**Exercise requirements:** Below are the records; copy each line in which "structure" occurs.

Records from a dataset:
▬▬▬

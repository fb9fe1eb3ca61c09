//! Prompts for test generation.
//!
//! Kept in one place so the wording can be inspected by unit tests without a
//! live model.

/// How many variants the model is asked to write.
pub const VARIANT_COUNT: usize = 3;

/// System message sent ahead of every generation request.
pub const SYSTEM_PROMPT: &str = "You write exam and test material. \
When given a test, you produce new tests that keep its format, numbering style, \
difficulty and question types while changing the actual content. \
Output only the tests, as plain text.";

/// Build the user prompt wrapping the extracted source text.
pub fn similar_tests_prompt(original: &str) -> String {
    format!(
        "Here is the original test:\n\n{original}\n\n\
         Please generate {VARIANT_COUNT} similar but different test cases \
         following the same pattern and structure."
    )
}

#[cfg(test)]
mod tests {
    use super::*;

    #[test]
    fn prompt_embeds_source_and_variant_count() {
        let p = similar_tests_prompt("Question 1: What is 2 + 2?");
        assert!(p.starts_with("Here is the original test:\n\nQuestion 1: What is 2 + 2?\n\n"));
        assert!(p.contains("generate 3 similar but different test cases"));
        assert!(p.ends_with("following the same pattern and structure."));
    }
}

▬▬▬

**Solution below:**
         following the same pattern and structure."
        assert!(p.ends_with("following the same pattern and structure."));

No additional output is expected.